The word corrector lexicon can be influenced by a bias file, containing word/bias pairs. For example, an e-commerce site could feed the products catalog into a bias file, to make sure that corrections suggest product names instead of common english words. This is the closest you can go about making your own word corrector lexicon.

I don't think this is officially documented yet, so I will copy the relevant documentation found in our internal wiki page here:

Influencing the algorithm

It is possible to influence the algorithm using a flag file, using the following format:

Word1 [-]Bias

Word2 [-]Bias

For example, this would make sure that the "verison" typo does not suggest "version", but "Verizon":

verizon 100000

version -20000

The number of occurrences to add or subtract is of course dependent on the index content. You mileage may vary.

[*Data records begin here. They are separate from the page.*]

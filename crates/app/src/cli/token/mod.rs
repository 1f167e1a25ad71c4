use clap::{Args, Subcommand};

mod create;

#[derive(Debug, Args)]
pub(crate) struct TokenCommand {
    #[command(subcommand)]
    command: TokenSubcommand,
}

#[derive(Debug, Subcommand)]
enum TokenSubcommand {
    /// Mint a bearer token
    Create(create::CreateTokenArgs),
}

pub(crate) async fn run(command: TokenCommand) -> Result<(), String> {
    match command.command {
        TokenSubcommand::Create(args) => create::run(&args),
    }
}
use clap::{Args, Subcommand};

mod migrate;
mod seed;

#[derive(Debug, Args)]
pub(crate) struct DbCommand {
    #[command(subcommand)]
    command: DbSubcommand,
}

#[derive(Debug, Subcommand)]
enum DbSubcommand {
    /// Apply pending schema migrations
    Migrate(migrate::MigrateArgs),

    /// Load sample beers and customers into empty tables
    Seed(seed::SeedArgs),
}

pub(crate) async fn run(command: DbCommand) -> Result<(), String> {
    match command.command {
        DbSubcommand::Migrate(args) => migrate::run(args).await,
        DbSubcommand::Seed(args) => seed::run(args).await,
    }
}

The file will be loaded from the path configured in PhysicalIndex/WordCorrectorBiasFilePath. Once you are satisfied with your bias file, simply click on Rebuild Word Corrector Lexicon in the administration tool (Index/Advanced).

Using this technique, it is also possible to make the algorithm output suggestions containing ligated characters, which is impossible otherwise, since the index does not contain any ligated character.

For example, to make the indexl output the "œsophage" suggestion, using the same number of occurrences as "oesophage": œsophage 0

Of course, the number of occurrences of the bias can be non zero, to boost or dampen the suggestion.